(Extracted records)

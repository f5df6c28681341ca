use proptest::prelude::*;
use seg_node::bridge::{self, BgrImage, Header, Image};
use seg_node::segmentation::{blend_in_place, LabelMap, LabelTable};

fn image_strategy() -> impl Strategy<Value = (u32, u32, Vec<u8>)> {
    (1u32..16, 1u32..16).prop_flat_map(|(w, h)| {
        (
            Just(w),
            Just(h),
            prop::collection::vec(any::<u8>(), (w * h * 3) as usize),
        )
    })
}

proptest! {
    #[test]
    fn bgr8_decode_encode_is_lossless((width, height, data) in image_strategy()) {
        let msg = Image {
            header: Header::default(),
            height,
            width,
            encoding: "bgr8".to_string(),
            is_bigendian: 0,
            step: width * 3,
            data,
        };

        let decoded = bridge::imgmsg_to_bgr(&msg).unwrap();
        let encoded = bridge::bgr_to_imgmsg(&decoded, msg.header.clone()).unwrap();
        prop_assert_eq!(encoded, msg);
    }

    #[test]
    fn half_blend_is_the_rounded_mean(
        (width, height, base) in image_strategy(),
        seed in any::<u8>(),
    ) {
        let overlay: Vec<u8> = base.iter().map(|v| v.wrapping_mul(31).wrapping_add(seed)).collect();
        let mut out = BgrImage::from_raw(width, height, base.clone()).unwrap();
        let mask = BgrImage::from_raw(width, height, overlay.clone()).unwrap();

        blend_in_place(&mut out, &mask, 0.5);

        for ((&o, &m), &b) in out.as_raw().iter().zip(&overlay).zip(&base) {
            let sum = m as u16 + b as u16;
            let floor = sum / 2;
            // halfway cases round to even
            let expected = if sum % 2 == 1 && floor % 2 == 1 { floor + 1 } else { floor };
            prop_assert_eq!(o as u16, expected);
        }
    }

    #[test]
    fn colorize_is_a_table_lookup(
        classes in prop::collection::vec(0usize..4, 1..64),
    ) {
        let table = LabelTable::new(vec![[1, 2, 3], [40, 50, 60], [7, 8, 9], [255, 0, 128]]);
        let width = classes.len() as u32;
        let map = LabelMap::new(width, 1, classes.clone()).unwrap();

        let mask = table.colorize(&map).unwrap();
        for (x, &class) in classes.iter().enumerate() {
            prop_assert_eq!(Some(*mask.get_pixel(x as u32, 0)), table.color(class));
        }
    }
}
use anyhow::Result;

use crate::bridge::BgrImage;

/// Per-pixel class indices, row-major, at the model's resolution.
#[derive(Clone, Debug, PartialEq, Eq)]
pub struct LabelMap {
    width: u32,
    height: u32,
    classes: Vec<usize>,
}

impl LabelMap {
    /// Returns `None` if `classes` does not hold exactly `width * height` entries.
    pub fn new(width: u32, height: u32, classes: Vec<usize>) -> Option<Self> {
        if classes.len() != width as usize * height as usize {
            return None;
        }
        Some(Self {
            width,
            height,
            classes,
        })
    }

    pub fn dimensions(&self) -> (u32, u32) {
        (self.width, self.height)
    }

    pub fn as_slice(&self) -> &[usize] {
        &self.classes
    }
}

/// Memory layout of the model's input and output tensors.
#[derive(Clone, Copy, Debug, Default, PartialEq, Eq, clap::ValueEnum)]
pub enum TensorLayout {
    /// `[batch, height, width, channels]`
    #[default]
    Nhwc,
    /// `[batch, channels, height, width]`
    Nchw,
}

impl TensorLayout {
    /// Pick (height, width, channels) out of a rank-4 shape.
    pub fn split(self, shape: &[i64]) -> Option<(i64, i64, i64)> {
        if shape.len() != 4 {
            return None;
        }
        Some(match self {
            Self::Nhwc => (shape[1], shape[2], shape[3]),
            Self::Nchw => (shape[2], shape[3], shape[1]),
        })
    }
}

/// Trait for segmentation models
/// Allows the node to run against any backend that yields a class map
pub trait SegmentationModel {
    /// Run one forward pass and return the arg-max class per pixel
    ///
    /// # Arguments
    /// * `frame` - BGR frame, already resized to `input_size()`
    ///
    /// # Returns
    /// * Label map with the model's output resolution
    fn segment(&mut self, frame: &BgrImage) -> Result<LabelMap>;

    /// Get the model's expected input dimensions
    ///
    /// Returns (width, height)
    fn input_size(&self) -> (u32, u32);

    /// Number of output classes, if the model declares it statically
    fn num_classes(&self) -> Option<usize> {
        None
    }
}

impl<M: SegmentationModel + ?Sized> SegmentationModel for Box<M> {
    fn segment(&mut self, frame: &BgrImage) -> Result<LabelMap> {
        (**self).segment(frame)
    }

    fn input_size(&self) -> (u32, u32) {
        (**self).input_size()
    }

    fn num_classes(&self) -> Option<usize> {
        (**self).num_classes()
    }
}
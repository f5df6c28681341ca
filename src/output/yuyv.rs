//! Packed YUV 4:2:2 conversion for v4l2loopback.

/// Convert packed RGB bytes to YUYV (Y0 U Y1 V per pixel pair)
///
/// An odd last column is paired with itself.
pub fn rgb_to_yuyv(rgb: &[u8], width: u32, height: u32) -> Vec<u8> {
    let (width, height) = (width as usize, height as usize);
    let mut yuyv = Vec::with_capacity(width.div_ceil(2) * 4 * height);

    for row in rgb.chunks_exact(width * 3).take(height) {
        for x in (0..width).step_by(2) {
            let p1 = &row[x * 3..x * 3 + 3];
            let p2 = if x + 1 < width {
                &row[(x + 1) * 3..(x + 1) * 3 + 3]
            } else {
                p1
            };

            let (y1, u1, v1) = rgb_to_yuv(p1[0], p1[1], p1[2]);
            let (y2, u2, v2) = rgb_to_yuv(p2[0], p2[1], p2[2]);

            // Average U and V for the pair of pixels
            let u = ((u1 as u16 + u2 as u16) / 2) as u8;
            let v = ((v1 as u16 + v2 as u16) / 2) as u8;

            yuyv.extend_from_slice(&[y1, u, y2, v]);
        }
    }

    yuyv
}

/// BT.601 RGB to YUV
fn rgb_to_yuv(r: u8, g: u8, b: u8) -> (u8, u8, u8) {
    let r = r as f32;
    let g = g as f32;
    let b = b as f32;

    let y = (0.299 * r + 0.587 * g + 0.114 * b).clamp(0.0, 255.0) as u8;
    let u = ((-0.147 * r - 0.289 * g + 0.436 * b) + 128.0).clamp(0.0, 255.0) as u8;
    let v = ((0.615 * r - 0.515 * g - 0.100 * b) + 128.0).clamp(0.0, 255.0) as u8;

    (y, u, v)
}
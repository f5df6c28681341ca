use serde::{Deserialize, Serialize};

/// `builtin_interfaces/msg/Time`
#[derive(Clone, Debug, Default, PartialEq, Eq, Serialize, Deserialize)]
pub struct Time {
    pub sec: i32,
    pub nanosec: u32,
}

/// `std_msgs/msg/Header`
#[derive(Clone, Debug, Default, PartialEq, Eq, Serialize, Deserialize)]
pub struct Header {
    pub stamp: Time,
    pub frame_id: String,
}

/// `sensor_msgs/msg/Image`
///
/// Field order matches the ROS definition so the CDR layout lines up with
/// other nodes on the graph.
#[derive(Clone, Debug, Default, PartialEq, Eq, Serialize, Deserialize)]
pub struct Image {
    pub header: Header,
    pub height: u32,
    pub width: u32,
    pub encoding: String,
    pub is_bigendian: u8,
    /// Full row length in bytes
    pub step: u32,
    pub data: Vec<u8>,
}

impl ros2_client::Message for Image {}

impl Image {
    pub const PACKAGE: &'static str = "sensor_msgs";
    pub const TYPE_NAME: &'static str = "Image";
}
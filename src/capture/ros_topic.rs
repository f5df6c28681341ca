use super::FrameSource;
use crate::bridge::Image;
use anyhow::Result;
use ros2_client::Subscription;
use std::time::{Duration, Instant};

const POLL_INTERVAL: Duration = Duration::from_millis(2);

/// Image messages taken from a ROS 2 topic subscription
pub struct TopicSource {
    subscription: Subscription<Image>,
}

impl TopicSource {
    pub fn new(subscription: Subscription<Image>) -> Self {
        Self { subscription }
    }
}

impl FrameSource for TopicSource {
    fn next_frame(&mut self, timeout: Duration) -> Result<Option<Image>> {
        let deadline = Instant::now() + timeout;

        loop {
            match self.subscription.take() {
                Ok(Some((msg, _info))) => return Ok(Some(msg)),
                Ok(None) => {}
                // A sample that fails to deserialize is dropped like any
                // other bad frame.
                Err(e) => {
                    tracing::warn!("Failed to take image message: {:?}", e);
                    return Ok(None);
                }
            }

            if Instant::now() >= deadline {
                return Ok(None);
            }
            std::thread::sleep(POLL_INTERVAL);
        }
    }
}
use super::OutputSink;
use crate::bridge::Image;
use anyhow::{anyhow, Result};
use ros2_client::Publisher;

/// Annotated frames published on a ROS 2 topic
pub struct TopicSink {
    publisher: Publisher<Image>,
}

impl TopicSink {
    pub fn new(publisher: Publisher<Image>) -> Self {
        Self { publisher }
    }
}

impl OutputSink for TopicSink {
    fn write_frame(&mut self, frame: &Image) -> Result<()> {
        self.publisher
            .publish(frame.clone())
            .map_err(|e| anyhow!("Failed to publish image: {:?}", e))
    }
}
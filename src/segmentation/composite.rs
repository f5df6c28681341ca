use super::preprocess::Preprocessor;
use crate::bridge::BgrImage;

/// Blend `overlay` into `base` in place:
/// `base = round(alpha * overlay + (1 - alpha) * base)` per channel.
///
/// Halfway values round to even. Both images must have the same size.
pub fn blend_in_place(base: &mut BgrImage, overlay: &BgrImage, alpha: f32) {
    debug_assert_eq!(base.dimensions(), overlay.dimensions());

    let beta = 1.0 - alpha;
    for (dst, &src) in base.iter_mut().zip(overlay.iter()) {
        let value = alpha * src as f32 + beta * *dst as f32;
        *dst = value.round_ties_even().clamp(0.0, 255.0) as u8;
    }
}

/// Resize the mask and the frame to `size` and lay the mask over the frame.
///
/// The blend goes into the frame's buffer, which is returned.
pub fn composite(frame: BgrImage, mask: &BgrImage, size: (u32, u32), alpha: f32) -> BgrImage {
    let _span = tracing::debug_span!("composite").entered();

    let (width, height) = size;
    let overlay = Preprocessor::resize(mask, width, height);
    let mut output = Preprocessor::fit(frame, width, height);

    blend_in_place(&mut output, &overlay, alpha);
    output
}

#[cfg(test)]
mod tests {
    use super::*;

    #[test]
    fn test_half_blend_rounds_to_even() {
        let mut base = BgrImage::from_raw(2, 1, vec![0, 10, 255, 1, 2, 3]).unwrap();
        let overlay = BgrImage::from_raw(2, 1, vec![255, 11, 0, 2, 2, 6]).unwrap();
        blend_in_place(&mut base, &overlay, 0.5);
        // 127.5 -> 128, 10.5 -> 10, 127.5 -> 128, 1.5 -> 2, 2, 4.5 -> 4
        assert_eq!(base.as_raw(), &vec![128, 10, 128, 2, 2, 4]);
    }

    #[test]
    fn test_full_alpha_replaces_frame() {
        let mut base = BgrImage::from_pixel(3, 3, image::Rgb([1, 2, 3]));
        let overlay = BgrImage::from_pixel(3, 3, image::Rgb([9, 8, 7]));
        blend_in_place(&mut base, &overlay, 1.0);
        assert_eq!(base, overlay);
    }

    #[test]
    fn test_composite_output_size() {
        let frame = BgrImage::from_pixel(64, 48, image::Rgb([100, 100, 100]));
        let mask = BgrImage::from_pixel(16, 12, image::Rgb([0, 0, 200]));
        let out = composite(frame, &mask, (480, 320), 0.5);
        assert_eq!(out.dimensions(), (480, 320));
        assert_eq!(out.get_pixel(240, 160).0, [50, 50, 150]);
    }

    #[test]
    fn test_composite_reuses_sized_frame() {
        let frame = BgrImage::from_pixel(48, 32, image::Rgb([100, 100, 100]));
        let ptr = frame.as_raw().as_ptr();
        let mask = BgrImage::from_pixel(48, 32, image::Rgb([0, 0, 200]));

        let out = composite(frame, &mask, (48, 32), 0.5);
        assert_eq!(out.as_raw().as_ptr(), ptr);
        assert_eq!(out.get_pixel(0, 0).0, [50, 50, 150]);
    }
}
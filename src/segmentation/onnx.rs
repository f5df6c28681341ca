use super::preprocess::Preprocessor;
use super::types::{LabelMap, SegmentationModel, TensorLayout};
use crate::bridge::BgrImage;
use anyhow::{anyhow, bail, Context, Result};
use ort::execution_providers::{ArenaExtendStrategy, CUDAExecutionProvider};
use ort::session::builder::GraphOptimizationLevel;
use ort::session::Session;
use ort::value::{Tensor, ValueType};
use std::path::Path;

/// Settings for building the inference session
#[derive(Clone, Debug)]
pub struct OnnxOptions {
    pub layout: TensorLayout,
    /// Multiplier applied to raw 0-255 pixel values
    pub input_scale: f32,
    /// Used when the model declares dynamic spatial dimensions
    pub fallback_size: (u32, u32),
    pub intra_threads: usize,
    pub use_cuda: bool,
}

impl Default for OnnxOptions {
    fn default() -> Self {
        Self {
            layout: TensorLayout::Nhwc,
            input_scale: 1.0,
            fallback_size: (480, 320),
            intra_threads: 4,
            use_cuda: true,
        }
    }
}

/// Semantic segmentation network served by ONNX Runtime
///
/// The session is built once and owned here; every forward pass goes through
/// this instance, so weights can never be swapped underneath a caller.
pub struct OnnxSegmenter {
    session: Session,
    preprocessor: Preprocessor,
    layout: TensorLayout,
    width: u32,
    height: u32,
    num_classes: Option<usize>,
}

impl OnnxSegmenter {
    /// Load an ONNX segmentation model
    ///
    /// # Arguments
    /// * `model_path` - Path to the ONNX file (graph and weights)
    /// * `options` - Layout, scaling and execution provider settings
    ///
    /// CUDA memory is grown on demand (`SameAsRequested`) rather than
    /// reserving a large arena, so the node can share a GPU with other
    /// processes. Falls back to CPU when CUDA is unavailable.
    pub fn new<P: AsRef<Path>>(model_path: P, options: &OnnxOptions) -> Result<Self> {
        let path = model_path.as_ref();

        tracing::info!("Loading segmentation model from {}", path.display());

        if !path.is_file() {
            bail!("Model file {} does not exist", path.display());
        }

        let mut builder = Session::builder()?
            .with_optimization_level(GraphOptimizationLevel::Level3)?
            .with_intra_threads(options.intra_threads)?;

        if options.use_cuda {
            builder = builder.with_execution_providers([CUDAExecutionProvider::default()
                .with_arena_extend_strategy(ArenaExtendStrategy::SameAsRequested)
                .build()])?;
        }

        let session = builder
            .commit_from_file(path)
            .with_context(|| format!("Failed to load model from {}", path.display()))?;

        let input = session
            .inputs
            .first()
            .ok_or_else(|| anyhow!("Model has no inputs"))?;
        let input_shape = declared_shape(&input.input_type)
            .ok_or_else(|| anyhow!("Model input '{}' is not a tensor", input.name))?;
        let (width, height) =
            declared_input_size(&input_shape, options.layout, options.fallback_size)
                .with_context(|| format!("Model input '{}' does not fit the layout", input.name))?;
        tracing::info!("Model input '{}': {}x{} ({:?})", input.name, width, height, options.layout);

        let num_classes = session
            .outputs
            .first()
            .and_then(|output| declared_shape(&output.output_type))
            .and_then(|shape| declared_classes(&shape, options.layout));
        match num_classes {
            Some(c) => tracing::info!("Model declares {} output classes", c),
            None => tracing::debug!("Model output class count is dynamic"),
        }

        let preprocessor = Preprocessor::new(width, height, options.layout, options.input_scale);

        Ok(Self {
            session,
            preprocessor,
            layout: options.layout,
            width,
            height,
            num_classes,
        })
    }
}

fn declared_shape(value_type: &ValueType) -> Option<Vec<i64>> {
    match value_type {
        ValueType::Tensor { shape, .. } => Some(shape.iter().copied().collect()),
        _ => None,
    }
}

fn static_dim(dim: i64) -> Option<u32> {
    u32::try_from(dim).ok().filter(|&d| d > 0)
}

/// (width, height) the model expects, from its declared rank-4 input shape
///
/// Dynamic spatial dims fall back to `fallback`. A static channel count
/// other than 3 means the layout does not match the model.
fn declared_input_size(
    shape: &[i64],
    layout: TensorLayout,
    fallback: (u32, u32),
) -> Result<(u32, u32)> {
    let Some((height, width, channels)) = layout.split(shape) else {
        bail!("expected a rank-4 input, got shape {:?}", shape);
    };
    if let Some(channels) = static_dim(channels) {
        if channels != 3 {
            bail!(
                "input shape {:?} has {} channels under {:?} layout, expected 3",
                shape,
                channels,
                layout
            );
        }
    }

    match (static_dim(width), static_dim(height)) {
        (Some(width), Some(height)) => Ok((width, height)),
        _ => {
            tracing::debug!("Input shape {:?} is dynamic, using {:?}", shape, fallback);
            Ok(fallback)
        }
    }
}

/// Class count from the declared output shape, when static
fn declared_classes(shape: &[i64], layout: TensorLayout) -> Option<usize> {
    let (_, _, classes) = layout.split(shape)?;
    static_dim(classes).map(|c| c as usize)
}

impl SegmentationModel for OnnxSegmenter {
    fn segment(&mut self, frame: &BgrImage) -> Result<LabelMap> {
        let _span = tracing::debug_span!("onnx_segment").entered();

        let (shape, data) = self.preprocessor.preprocess(frame);
        let input = Tensor::from_array((shape, data)).context("Failed to build input tensor")?;

        // Run inference
        let _infer_span = tracing::debug_span!("inference").entered();
        let outputs = self
            .session
            .run(ort::inputs![input])
            .context("Failed to run inference")?;
        drop(_infer_span);

        let (out_shape, scores) = outputs[0]
            .try_extract_tensor::<f32>()
            .context("Failed to read class scores")?;
        let out_shape: Vec<i64> = out_shape.iter().copied().collect();

        let map = self.preprocessor.postprocess_scores(&out_shape, scores)?;
        tracing::trace!("Class map {:?} from {:?} output", map.dimensions(), self.layout);
        Ok(map)
    }

    fn input_size(&self) -> (u32, u32) {
        (self.width, self.height)
    }

    fn num_classes(&self) -> Option<usize> {
        self.num_classes
    }
}

#[cfg(test)]
mod tests {
    use super::*;

    const FALLBACK: (u32, u32) = (480, 320);

    #[test]
    fn test_static_input_size() {
        let size = declared_input_size(&[1, 320, 480, 3], TensorLayout::Nhwc, (64, 64));
        let size = size.unwrap();
        assert_eq!(size, (480, 320));

        let size = declared_input_size(&[1, 3, 256, 512], TensorLayout::Nchw, FALLBACK).unwrap();
        assert_eq!(size, (512, 256));
    }

    #[test]
    fn test_dynamic_input_uses_fallback() {
        let size = declared_input_size(&[-1, -1, -1, 3], TensorLayout::Nhwc, FALLBACK).unwrap();
        assert_eq!(size, FALLBACK);

        // dynamic channels are trusted
        let size = declared_input_size(&[1, -1, 240, 360], TensorLayout::Nchw, FALLBACK).unwrap();
        assert_eq!(size, (360, 240));
    }

    #[test]
    fn test_layout_mismatch_is_rejected() {
        // NHWC model run with --layout nchw
        assert!(declared_input_size(&[1, 320, 480, 3], TensorLayout::Nchw, FALLBACK).is_err());
        // NCHW export run with the default layout
        assert!(declared_input_size(&[1, 3, 320, 480], TensorLayout::Nhwc, FALLBACK).is_err());
        assert!(declared_input_size(&[1, 320, 480], TensorLayout::Nhwc, FALLBACK).is_err());
    }

    #[test]
    fn test_declared_classes() {
        assert_eq!(declared_classes(&[1, 320, 480, 12], TensorLayout::Nhwc), Some(12));
        assert_eq!(declared_classes(&[1, 12, 320, 480], TensorLayout::Nchw), Some(12));
        assert_eq!(declared_classes(&[1, 320, 480, -1], TensorLayout::Nhwc), None);
        assert_eq!(declared_classes(&[1, 12], TensorLayout::Nhwc), None);
    }
}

(End Extracted records)

__Instructions to follow__. Give only the number of lines in the data that hold the word "dimensions".

__Response to this exercise__. 6